Ce qu'il faut retenir
- Un responsable iranien a évoqué un futur protocole excluant les navires américains du détroit d’Ormuz, selon Libération.
- Seuls les navires commerciaux et les parties coopérant avec Téhéran pourront transiter par cette zone.
- Le détroit d’Ormuz est une voie maritime cruciale pour le transport mondial de pétrole.
- Cette annonce intervient dans un contexte de tensions persistantes entre l’Iran et les États-Unis.
Un protocole sous conditions pour le détroit d’Ormuz
Dans le cadre des négociations en cours, les autorités iraniennes ont présenté un nouveau « mécanisme de gestion du trafic » pour le détroit d’Ormuz. Comme l’a détaillé un responsable cité par Libération, ce dispositif vise à encadrer strictement le passage des navires. « Seuls les navires commerciaux et les parties coopérant avec l’Iran » seront autorisés à emprunter cette route maritime, a-t-il affirmé. Une exclusion explicite des navires américains, donc, dans un secteur déjà marqué par des tensions géopolitiques.
Cette initiative s’inscrit dans la continuité des mesures prises par Téhéran pour contrôler cet espace maritime, par lequel transite près d’un tiers du trafic mondial de pétrole. Le détroit d’Ormuz, situé entre l’Iran et Oman, reste un point de friction majeur entre Washington et Téhéran, notamment depuis le retrait américain de l’accord sur le nucléaire en 2018.
Des discussions en cours avec des pays européens
Parallèlement à cette annonce, l’Iran a indiqué qu’il engageait des discussions avec plusieurs pays européens.
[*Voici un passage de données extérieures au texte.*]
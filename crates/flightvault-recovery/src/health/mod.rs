//! Health Scorer: composite integrity score of a snapshot.
//!
//! Each check yields a sub-score in [0, 100] and a status. The composite is
//! the weighted average of the sub-scores. A snapshot is healthy when the
//! composite reaches the pass threshold and no check is critical.

mod baseline;
pub mod checks;
mod reference;

use tracing::debug;

use flightvault_core::config::HealthConfig;
use flightvault_core::models::{CheckResult, HealthScore, SchemaDescriptor, Snapshot};

pub use baseline::{FieldProfile, HealthBaseline};
pub use reference::{field_keys, ReferenceIndex};

use crate::diff::DiffAnalyzer;
use checks::{
    DistributionCheck, RecordCountCheck, RecordRetentionCheck, ReferentialIntegrityCheck,
    RequiredFieldsCheck,
};

/// Everything a check may consult besides the snapshot itself.
#[derive(Debug, Clone, Copy)]
pub struct ScoringContext<'a> {
    pub schema: &'a SchemaDescriptor,
    pub baseline: &'a HealthBaseline,
    pub references: &'a ReferenceIndex,
}

impl<'a> ScoringContext<'a> {
    pub fn new(
        schema: &'a SchemaDescriptor,
        baseline: &'a HealthBaseline,
        references: &'a ReferenceIndex,
    ) -> Self {
        Self {
            schema,
            baseline,
            references,
        }
    }
}

/// One integrity check. Implementations must be pure functions of their
/// inputs.
pub trait HealthCheck: Send + Sync {
    fn name(&self) -> &'static str;

    /// Relative weight in the composite. Zero excludes the check from the
    /// average but its status still counts.
    fn weight(&self) -> f64;

    fn evaluate(&self, snapshot: &Snapshot, ctx: &ScoringContext<'_>) -> CheckResult;
}

/// Runs a set of checks and combines them.
pub struct HealthScorer {
    checks: Vec<Box<dyn HealthCheck>>,
    threshold: f64,
}

impl HealthScorer {
    /// Scorer with the default check set.
    pub fn new(config: &HealthConfig, threshold: f64, analyzer: DiffAnalyzer) -> Self {
        let w = &config.weights;
        let checks: Vec<Box<dyn HealthCheck>> = vec![
            Box::new(RecordCountCheck::new(
                w.record_count,
                config.min_count_fraction,
                config.max_count_growth,
            )),
            Box::new(RequiredFieldsCheck::new(
                w.required_fields,
                config.required_critical_fraction,
            )),
            Box::new(ReferentialIntegrityCheck::new(
                w.referential,
                config.referential_warning_fraction,
                config.referential_critical_fraction,
            )),
            Box::new(DistributionCheck::new(
                w.distribution,
                config.distribution_threshold,
                config.mean_shift_sigma,
            )),
            Box::new(RecordRetentionCheck::new(
                w.record_retention,
                config.max_lost_records,
                analyzer,
            )),
        ];
        Self { checks, threshold }
    }

    /// Scorer with no checks; add them with [`HealthScorer::add_check`].
    pub fn empty(threshold: f64) -> Self {
        Self {
            checks: Vec::new(),
            threshold,
        }
    }

    pub fn add_check(&mut self, check: Box<dyn HealthCheck>) {
        self.checks.push(check);
    }

    pub fn with_check(mut self, check: Box<dyn HealthCheck>) -> Self {
        self.add_check(check);
        self
    }

    pub fn threshold(&self) -> f64 {
        self.threshold
    }

    pub fn check_names(&self) -> Vec<&'static str> {
        self.checks.iter().map(|c| c.name()).collect()
    }

    pub fn score(&self, snapshot: &Snapshot, ctx: &ScoringContext<'_>) -> HealthScore {
        let results: Vec<CheckResult> = self
            .checks
            .iter()
            .map(|check| {
                let mut result = check.evaluate(snapshot, ctx);
                result.score = if result.score.is_finite() {
                    result.score.clamp(0.0, 100.0)
                } else {
                    0.0
                };
                result
            })
            .collect();

        let score = weighted_average(&results);
        debug!(
            table = snapshot.table(),
            as_of = %snapshot.as_of(),
            score,
            "snapshot scored"
        );

        HealthScore {
            table: snapshot.table().to_string(),
            as_of: snapshot.as_of(),
            score,
            threshold: self.threshold,
            checks: results,
        }
    }
}

/// Weighted average of sub-scores, ignoring non-finite or non-positive
/// weights. No usable weight yields 100.
pub fn weighted_average(results: &[CheckResult]) -> f64 {
    let valid: Vec<&CheckResult> = results
        .iter()
        .filter(|r| r.score.is_finite() && r.weight.is_finite() && r.weight > 0.0)
        .collect();

    let total_weight: f64 = valid.iter().map(|r| r.weight).sum();
    if total_weight <= 0.0 {
        return 100.0;
    }

    let weighted_sum: f64 = valid.iter().map(|r| r.score * r.weight).sum();
    (weighted_sum / total_weight).clamp(0.0, 100.0)
}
L’objectif affiché serait de clarifier les modalités du nouveau protocole et d’éviter une escalade des tensions. Selon Libération, ces échanges pourraient permettre d’éviter des mesures unilatérales jugées provocatrices par la communauté internationale.
Cette démarche s’inscrit dans une stratégie plus large visant à renforcer l’influence de l’Iran dans la région, tout en cherchant à isoler les États-Unis sur la scène diplomatique. Les négociations, encore en cours, pourraient aboutir à un accord cadre d’ici la fin de l’année, selon des sources proches du dossier.
Un contexte géopolitique déjà tendu
Le détroit d’Ormuz est depuis des décennies un enjeu majeur de la rivalité entre l’Iran et les États-Unis. En 2019, des attaques contre des navires dans cette zone avaient provoqué une crise internationale, imputée par Washington à Téhéran. Depuis, les tensions n’ont cessé de s’exacerber, avec des incidents réguliers et des manœuvres militaires des deux côtés.
Cette nouvelle mesure iranienne intervient alors que les relations entre Téhéran et l’Occident restent particulièrement fragiles. L’accord nucléaire de 2015, sur le point de s’effondrer après le retrait américain, a laissé place à une politique de pression maximale de la part de Washington. L’Iran, de son côté, cherche à consolider ses alliances avec des partenaires comme la Chine, la Russie ou certains pays européens.
En attendant, la communauté internationale observe avec attention l’évolution de la situation dans une zone déjà sous haute surveillance.